State v. Robert L. Brinson, 2010AP001819-CR, District 1, 5/10/11
Cautionary instruction cured any potential prejudice from revelation of prior record.
¶16 We disagree. The trial court instructed the jury several times that it could not consider Brinson’s possible status as a probationer or parolee, or the fact that he spent time in jail, when determining his guilt or innocence. We presume that juries follow properly given instructions. See State v. Delgado, 2002 WI App 38, ¶17, 250 Wis. 2d 689, 641 N.W.2d 490; State v. Sigarroa, 2004 WI App 16, ¶24, 269 Wis. 2d 234, 674 N.W.2d 894 (“Where the trial court gives the jury a curative instruction, this court may conclude that such instruction erased any possible prejudice, unless the record supports the conclusion that the jury disregarded the trial court’s admonition.”). Brinson does not point to anything outside of the jury’s verdict to suggest that the jury disregarded the trial court’s instructions.

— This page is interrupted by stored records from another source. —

//! Programmable Command Format headers and the installable-service
//! parameter blocks, with their initialisers.
//!
//! The variable-length PCF parameters end in a one-element value array. The
//! fixed `StrucLength` in each default excludes it, so `SIZE` is larger than
//! the default `StrucLength` for those structures.

use std::ptr::null_mut;

use mq_binary::*;

use crate::constants::*;

#[repr(C)]
#[derive(Debug, Clone, Copy, PartialEq, Eq)]
pub struct MQCFH {
    pub Type: MQLONG,
    pub StrucLength: MQLONG,
    pub Version: MQLONG,
    pub Command: MQLONG,
    pub MsgSeqNumber: MQLONG,
    pub Control: MQLONG,
    pub CompCode: MQLONG,
    pub Reason: MQLONG,
    pub ParameterCount: MQLONG,
}

/// Byte string filter parameter
#[repr(C)]
#[derive(Debug, Clone, Copy, PartialEq, Eq)]
pub struct MQCFBF {
    pub Type: MQLONG,
    pub StrucLength: MQLONG,
    pub Parameter: MQLONG,
    pub Operator: MQLONG,
    pub FilterValueLength: MQLONG,
    pub FilterValue: MQBYTE4,
}

/// Byte string parameter
#[repr(C)]
#[derive(Debug, Clone, Copy, PartialEq, Eq)]
pub struct MQCFBS {
    pub Type: MQLONG,
    pub StrucLength: MQLONG,
    pub Parameter: MQLONG,
    pub StringLength: MQLONG,
    pub String: MQBYTE4,
}

/// Group parameter
#[repr(C)]
#[derive(Debug, Clone, Copy, PartialEq, Eq)]
pub struct MQCFGR {
    pub Type: MQLONG,
    pub StrucLength: MQLONG,
    pub Parameter: MQLONG,
    pub ParameterCount: MQLONG,
}

/// Integer filter parameter
#[repr(C)]
#[derive(Debug, Clone, Copy, PartialEq, Eq)]
pub struct MQCFIF {
    pub Type: MQLONG,
    pub StrucLength: MQLONG,
    pub Parameter: MQLONG,
    pub Operator: MQLONG,
    pub FilterValue: MQLONG,
}

/// Integer list parameter
#[repr(C)]
#[derive(Debug, Clone, Copy, PartialEq, Eq)]
pub struct MQCFIL {
    pub Type: MQLONG,
    pub StrucLength: MQLONG,
    pub Parameter: MQLONG,
    pub Count: MQLONG,
    pub Values: [MQLONG; 1],
}

/// 64-bit integer list parameter
#[repr(C)]
#[derive(Debug, Clone, Copy, PartialEq, Eq)]
pub struct MQCFIL64 {
    pub Type: MQLONG,
    pub StrucLength: MQLONG,
    pub Parameter: MQLONG,
    pub Count: MQLONG,
    pub Values: [MQINT64; 1],
}

/// Integer parameter
#[repr(C)]
#[derive(Debug, Clone, Copy, PartialEq, Eq)]
pub struct MQCFIN {
    pub Type: MQLONG,
    pub StrucLength: MQLONG,
    pub Parameter: MQLONG,
    pub Value: MQLONG,
}

/// 64-bit integer parameter
#[repr(C)]
#[derive(Debug, Clone, Copy, PartialEq, Eq)]
pub struct MQCFIN64 {
    pub Type: MQLONG,
    pub StrucLength: MQLONG,
    pub Parameter: MQLONG,
    pub Reserved: MQLONG,
    pub Value: MQINT64,
}

/// String filter parameter
#[repr(C)]
#[derive(Debug, Clone, Copy, PartialEq, Eq)]
pub struct MQCFSF {
    pub Type: MQLONG,
    pub StrucLength: MQLONG,
    pub Parameter: MQLONG,
    pub Operator: MQLONG,
    pub CodedCharSetId: MQLONG,
    pub FilterValueLength: MQLONG,
    pub FilterValue: MQCHAR4,
}

/// String list parameter
#[repr(C)]
#[derive(Debug, Clone, Copy, PartialEq, Eq)]
pub struct MQCFSL {
    pub Type: MQLONG,
    pub StrucLength: MQLONG,
    pub Parameter: MQLONG,
    pub CodedCharSetId: MQLONG,
    pub Count: MQLONG,
    pub StringLength: MQLONG,
    pub Strings: MQCHAR4,
}

/// String parameter
#[repr(C)]
#[derive(Debug, Clone, Copy, PartialEq, Eq)]
pub struct MQCFST {
    pub Type: MQLONG,
    pub StrucLength: MQLONG,
    pub Parameter: MQLONG,
    pub CodedCharSetId: MQLONG,
    pub StringLength: MQLONG,
    pub String: MQCHAR4,
}

/// Embedded PCF header
#[repr(C)]
#[derive(Debug, Clone, Copy, PartialEq, Eq)]
pub struct MQEPH {
    pub StrucId: MQCHAR4,
    pub Version: MQLONG,
    pub StrucLength: MQLONG,
    pub Encoding: MQLONG,
    pub CodedCharSetId: MQLONG,
    pub Format: MQCHAR8,
    pub Flags: MQLONG,
    pub PCFHeader: MQCFH,
}

// ---------------------------------------------------------------------------
//  Installable services
// ---------------------------------------------------------------------------

/// MQZED: Entity Descriptor
#[repr(C)]
#[derive(Debug, Clone, Copy, PartialEq, Eq)]
pub struct MQZED {
    pub StrucId: MQCHAR4,
    pub Version: MQLONG,
    pub EntityNamePtr: PMQCHAR,
    pub EntityDomainPtr: PMQCHAR,
    pub SecurityId: MQBYTE40,
    pub CorrelationPtr: MQPTR,
}

/// MQZAC: Application Context
#[repr(C)]
#[derive(Debug, Clone, Copy, PartialEq, Eq)]
pub struct MQZAC {
    pub StrucId: MQCHAR4,
    pub Version: MQLONG,
    pub ProcessId: MQPID,
    pub ThreadId: MQTID,
    pub ApplName: MQCHAR28,
    pub UserID: MQCHAR12,
    pub EffectiveUserID: MQCHAR12,
    pub Environment: MQLONG,
    pub CallerType: MQLONG,
    pub AuthenticationType: MQLONG,
    pub BindType: MQLONG,
}

/// MQZAD: Authority Data
#[repr(C)]
#[derive(Debug, Clone, Copy, PartialEq, Eq)]
pub struct MQZAD {
    pub StrucId: MQCHAR4,
    pub Version: MQLONG,
    pub ProfileName: MQCHAR48,
    pub ObjectType: MQLONG,
    pub AuthorityMask: MQLONG,
    pub EntityDataPtr: *mut MQZED,
    pub EntityType: MQLONG,
    pub Options: MQLONG,
}

/// MQZFP: Free Parameters
#[repr(C)]
#[derive(Debug, Clone, Copy, PartialEq, Eq)]
pub struct MQZFP {
    pub StrucId: MQCHAR4,
    pub Version: MQLONG,
    pub Reserved: MQBYTE8,
    pub CorrelationPtr: MQPTR,
}

/// MQZIC: Identity Context
#[repr(C)]
#[derive(Debug, Clone, Copy, PartialEq, Eq)]
pub struct MQZIC {
    pub StrucId: MQCHAR4,
    pub Version: MQLONG,
    pub UserIdentifier: MQCHAR12,
    pub AccountingToken: MQBYTE32,
    pub ApplIdentityData: MQCHAR32,
    pub PutApplType: MQLONG,
    pub PutApplName: MQCHAR28,
    pub PutDate: MQCHAR8,
    pub PutTime: MQCHAR8,
    pub ApplOriginData: MQCHAR4,
}

mq_struct!(MQCFH, versioned);
mq_struct!(MQCFBF);
mq_struct!(MQCFBS);
mq_struct!(MQCFGR);
mq_struct!(MQCFIF);
mq_struct!(MQCFIL);
mq_struct!(MQCFIL64);
mq_struct!(MQCFIN);
mq_struct!(MQCFIN64);
mq_struct!(MQCFSF);
mq_struct!(MQCFSL);
mq_struct!(MQCFST);
mq_struct!(MQEPH = MQEPH_STRUC_ID, versioned);
mq_struct!(MQZED = MQZED_STRUC_ID, versioned);
mq_struct!(MQZAC = MQZAC_STRUC_ID, versioned);
mq_struct!(MQZAD = MQZAD_STRUC_ID, versioned);
mq_struct!(MQZFP = MQZFP_STRUC_ID, versioned);
mq_struct!(MQZIC = MQZIC_STRUC_ID, versioned);

pub const MQCFH_DEFAULT: MQCFH = MQCFH {
    Type: MQCFT_COMMAND,
    StrucLength: MQCFH_STRUC_LENGTH,
    Version: MQCFH_VERSION_1,
    Command: 0,
    MsgSeqNumber: 1,
    Control: MQCFC_LAST,
    CompCode: MQCC_OK,
    Reason: MQRC_NONE,
    ParameterCount: 0,
};

pub const MQCFBF_DEFAULT: MQCFBF = MQCFBF {
    Type: MQCFT_BYTE_STRING_FILTER,
    StrucLength: MQCFBF_STRUC_LENGTH_FIXED,
    Parameter: 0,
    Operator: 0,
    FilterValueLength: 0,
    FilterValue: [0; 4],
};

pub const MQCFBS_DEFAULT: MQCFBS = MQCFBS {
    Type: MQCFT_BYTE_STRING,
    StrucLength: MQCFBS_STRUC_LENGTH_FIXED,
    Parameter: 0,
    StringLength: 0,
    String: [0; 4],
};

pub const MQCFGR_DEFAULT: MQCFGR =
    MQCFGR { Type: MQCFT_GROUP, StrucLength: MQCFGR_STRUC_LENGTH, Parameter: 0, ParameterCount: 0 };

pub const MQCFIF_DEFAULT: MQCFIF = MQCFIF {
    Type: MQCFT_INTEGER_FILTER,
    StrucLength: MQCFIF_STRUC_LENGTH,
    Parameter: 0,
    Operator: 0,
    FilterValue: 0,
};

pub const MQCFIL_DEFAULT: MQCFIL = MQCFIL {
    Type: MQCFT_INTEGER_LIST,
    StrucLength: MQCFIL_STRUC_LENGTH_FIXED,
    Parameter: 0,
    Count: 0,
    Values: [0],
};

pub const MQCFIL64_DEFAULT: MQCFIL64 = MQCFIL64 {
    Type: MQCFT_INTEGER64_LIST,
    StrucLength: MQCFIL64_STRUC_LENGTH_FIXED,
    Parameter: 0,
    Count: 0,
    Values: [0],
};

pub const MQCFIN_DEFAULT: MQCFIN =
    MQCFIN { Type: MQCFT_INTEGER, StrucLength: MQCFIN_STRUC_LENGTH, Parameter: 0, Value: 0 };

pub const MQCFIN64_DEFAULT: MQCFIN64 = MQCFIN64 {
    Type: MQCFT_INTEGER64,
    StrucLength: MQCFIN64_STRUC_LENGTH,
    Parameter: 0,
    Reserved: 0,
    Value: 0,
};

pub const MQCFSF_DEFAULT: MQCFSF = MQCFSF {
    Type: MQCFT_STRING_FILTER,
    StrucLength: MQCFSF_STRUC_LENGTH_FIXED,
    Parameter: 0,
    Operator: 0,
    CodedCharSetId: MQCCSI_DEFAULT,
    FilterValueLength: 0,
    FilterValue: text::nul(),
};

pub const MQCFSL_DEFAULT: MQCFSL = MQCFSL {
    Type: MQCFT_STRING_LIST,
    StrucLength: MQCFSL_STRUC_LENGTH_FIXED,
    Parameter: 0,
    CodedCharSetId: MQCCSI_DEFAULT,
    Count: 0,
    StringLength: 0,
    Strings: text::nul(),
};

pub const MQCFST_DEFAULT: MQCFST = MQCFST {
    Type: MQCFT_STRING,
    StrucLength: MQCFST_STRUC_LENGTH_FIXED,
    Parameter: 0,
    CodedCharSetId: MQCCSI_DEFAULT,
    StringLength: 0,
    String: text::nul(),
};

pub const MQEPH_DEFAULT: MQEPH = MQEPH {
    StrucId: text::chars(MQEPH_STRUC_ID),
    Version: MQEPH_VERSION_1,
    StrucLength: MQEPH_STRUC_LENGTH_FIXED,
    Encoding: 0,
    CodedCharSetId: MQCCSI_UNDEFINED,
    Format: text::chars(MQFMT_NONE),
    Flags: MQEPH_NONE,
    PCFHeader: MQCFH { Type: MQCFT_NONE, Version: MQCFH_VERSION_3, ..MQCFH_DEFAULT },
};

pub const MQZED_DEFAULT: MQZED = MQZED {
    StrucId: text::chars(MQZED_STRUC_ID),
    Version: MQZED_VERSION_1,
    EntityNamePtr: null_mut(),
    EntityDomainPtr: null_mut(),
    SecurityId: MQSID_NONE,
    CorrelationPtr: null_mut(),
};

pub const MQZAC_DEFAULT: MQZAC = MQZAC {
    StrucId: text::chars(MQZAC_STRUC_ID),
    Version: MQZAC_VERSION_1,
    ProcessId: 0,
    ThreadId: 0,
    ApplName: text::nul(),
    UserID: text::nul(),
    EffectiveUserID: text::nul(),
    Environment: MQXE_OTHER,
    CallerType: MQXACT_EXTERNAL,
    AuthenticationType: MQZAT_INITIAL_CONTEXT,
    BindType: MQCNO_STANDARD_BINDING,
};

pub const MQZAD_DEFAULT: MQZAD = MQZAD {
    StrucId: text::chars(MQZAD_STRUC_ID),
    Version: MQZAD_VERSION_1,
    ProfileName: text::nul(),
    ObjectType: MQOT_NONE,
    AuthorityMask: MQZAO_NO_AUTHORITY,
    EntityDataPtr: null_mut(),
    EntityType: MQZAET_NONE,
    Options: 0,
};

pub const MQZFP_DEFAULT: MQZFP = MQZFP {
    StrucId: text::chars(MQZFP_STRUC_ID),
    Version: MQZFP_VERSION_1,
    Reserved: [0; 8],
    CorrelationPtr: null_mut(),
};

pub const MQZIC_DEFAULT: MQZIC = MQZIC {
    StrucId: text::chars(MQZIC_STRUC_ID),
    Version: MQZIC_VERSION_1,
    UserIdentifier: text::nul(),
    AccountingToken: MQACT_NONE,
    ApplIdentityData: text::nul(),
    PutApplType: MQAT_NO_CONTEXT,
    PutApplName: text::nul(),
    PutDate: text::nul(),
    PutTime: text::nul(),
    ApplOriginData: text::nul(),
};

macro_rules! impl_default {
    ($($ty:ident => $value:ident),* $(,)?) => {
        $(
            impl Default for $ty {
                fn default() -> Self {
                    $value
                }
            }
        )*
    };
}

impl_default!(
    MQCFH => MQCFH_DEFAULT,
    MQCFBF => MQCFBF_DEFAULT,
    MQCFBS => MQCFBS_DEFAULT,
    MQCFGR => MQCFGR_DEFAULT,
    MQCFIF => MQCFIF_DEFAULT,
    MQCFIL => MQCFIL_DEFAULT,
    MQCFIL64 => MQCFIL64_DEFAULT,
    MQCFIN => MQCFIN_DEFAULT,
    MQCFIN64 => MQCFIN64_DEFAULT,
    MQCFSF => MQCFSF_DEFAULT,
    MQCFSL => MQCFSL_DEFAULT,
    MQCFST => MQCFST_DEFAULT,
    MQEPH => MQEPH_DEFAULT,
    MQZED => MQZED_DEFAULT,
    MQZAC => MQZAC_DEFAULT,
    MQZAD => MQZAD_DEFAULT,
    MQZFP => MQZFP_DEFAULT,
    MQZIC => MQZIC_DEFAULT,
);

#[cfg(test)]
mod tests {
    use super::*;

    #[test]
    fn test_command_header_default() {
        let cfh = MQCFH::default();
        assert_eq!(cfh.Type, MQCFT_COMMAND);
        assert_eq!(cfh.StrucLength, MQCFH::SIZE as MQLONG);
        assert_eq!(cfh.Version, 1);
        assert_eq!(cfh.MsgSeqNumber, 1);
        assert_eq!(cfh.Control, MQCFC_LAST);
        assert_eq!(cfh.ParameterCount, 0);
    }

    #[test]
    fn test_fixed_parameter_lengths_match_layout() {
        assert_eq!(MQCFIN_DEFAULT.StrucLength, MQCFIN::SIZE as MQLONG);
        assert_eq!(MQCFIN64_DEFAULT.StrucLength, MQCFIN64::SIZE as MQLONG);
        assert_eq!(MQCFGR_DEFAULT.StrucLength, MQCFGR::SIZE as MQLONG);
        assert_eq!(MQCFIF_DEFAULT.StrucLength, MQCFIF::SIZE as MQLONG);
    }

    #[test]
    fn test_variable_parameters_exclude_value_array() {
        assert_eq!(MQCFST_DEFAULT.StrucLength as usize, MQCFST::SIZE - 4);
        assert_eq!(MQCFSL_DEFAULT.StrucLength as usize, MQCFSL::SIZE - 4);
        assert_eq!(MQCFSF_DEFAULT.StrucLength as usize, MQCFSF::SIZE - 4);
        assert_eq!(MQCFBS_DEFAULT.StrucLength as usize, MQCFBS::SIZE - 4);
        assert_eq!(MQCFBF_DEFAULT.StrucLength as usize, MQCFBF::SIZE - 4);
        assert_eq!(MQCFIL_DEFAULT.StrucLength as usize, MQCFIL::SIZE - 4);
        assert_eq!(MQCFIL64_DEFAULT.StrucLength as usize, MQCFIL64::SIZE - 8);
        assert_eq!(MQCFIL64_DEFAULT.Type, MQCFT_INTEGER64_LIST);
    }

    #[test]
    fn test_embedded_header_default() {
        let eph = MQEPH_DEFAULT;
        assert_eq!(text::as_bytes(&eph.StrucId), b"EPH ");
        assert_eq!(eph.StrucLength, MQEPH::SIZE as MQLONG);
        assert_eq!(text::as_bytes(&eph.Format), MQFMT_NONE);
        assert_eq!(eph.PCFHeader.Type, MQCFT_NONE);
        assert_eq!(eph.PCFHeader.Version, MQCFH_VERSION_3);
        assert_eq!(eph.PCFHeader.StrucLength, 36);
        assert_eq!(eph.PCFHeader.MsgSeqNumber, 1);
        assert_eq!(eph.PCFHeader.Control, MQCFC_LAST);
    }

    #[test]
    fn test_installable_service_defaults() {
        assert_eq!(text::as_bytes(&MQZED_DEFAULT.StrucId), b"ZED ");
        assert!(MQZED_DEFAULT.EntityNamePtr.is_null());
        assert_eq!(MQZAC_DEFAULT.CallerType, MQXACT_EXTERNAL);
        assert_eq!(MQZAC_DEFAULT.Environment, MQXE_OTHER);
        assert_eq!(MQZAC_DEFAULT.ProcessId, 0);
        assert_eq!(MQZAC_DEFAULT.ThreadId, 0);
        assert_eq!(MQZAC_DEFAULT.AuthenticationType, MQZAT_INITIAL_CONTEXT);
        assert_eq!(MQZAC_DEFAULT.BindType, MQCNO_STANDARD_BINDING);
        assert!(text::as_bytes(&MQZAC_DEFAULT.UserID).iter().all(|&b| b == 0));

        let zad = MQZAD_DEFAULT;
        assert_eq!(text::as_bytes(&zad.StrucId), b"ZAD ");
        assert_eq!(zad.Version, MQZAD_VERSION_1);
        assert!(text::as_bytes(&zad.ProfileName).iter().all(|&b| b == 0));
        assert_eq!(zad.ObjectType, MQOT_NONE);
        assert_eq!(zad.AuthorityMask, MQZAO_NO_AUTHORITY);
        assert!(zad.EntityDataPtr.is_null());
        assert_eq!(zad.EntityType, MQZAET_NONE);
        assert_eq!(zad.Options, 0);
        assert!(MQZFP_DEFAULT.CorrelationPtr.is_null());
        assert_eq!(MQZIC_DEFAULT.PutApplType, MQAT_NO_CONTEXT);
        assert_eq!(MQZIC_DEFAULT.AccountingToken, [0; 32]);
    }

    #[cfg(target_pointer_width = "64")]
    #[test]
    fn test_layout_sizes() {
        assert_eq!(MQCFH::SIZE, 36);
        assert_eq!(MQCFBF::SIZE, 24);
        assert_eq!(MQCFIL64::SIZE, 24);
        assert_eq!(MQCFSL::SIZE, 28);
        assert_eq!(MQEPH::SIZE, 68);
        assert_eq!(MQZED::SIZE, 72);
        assert_eq!(MQZAC::SIZE, 84);
        assert_eq!(MQZAD::SIZE, 80);
        assert_eq!(MQZFP::SIZE, 24);
        assert_eq!(MQZIC::SIZE, 136);
    }
}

Moreover, evidence of guilt was overwhelming; therefore, because the record conclusively showed that Brinson wasn’t entitled to relief, the trial court properly denied his postconviction motion without a Machner hearing, ¶¶17-18. Separately: references to his prior criminal history, while “potentially prejudicial,” were blunted by instructions to disregard, ¶21.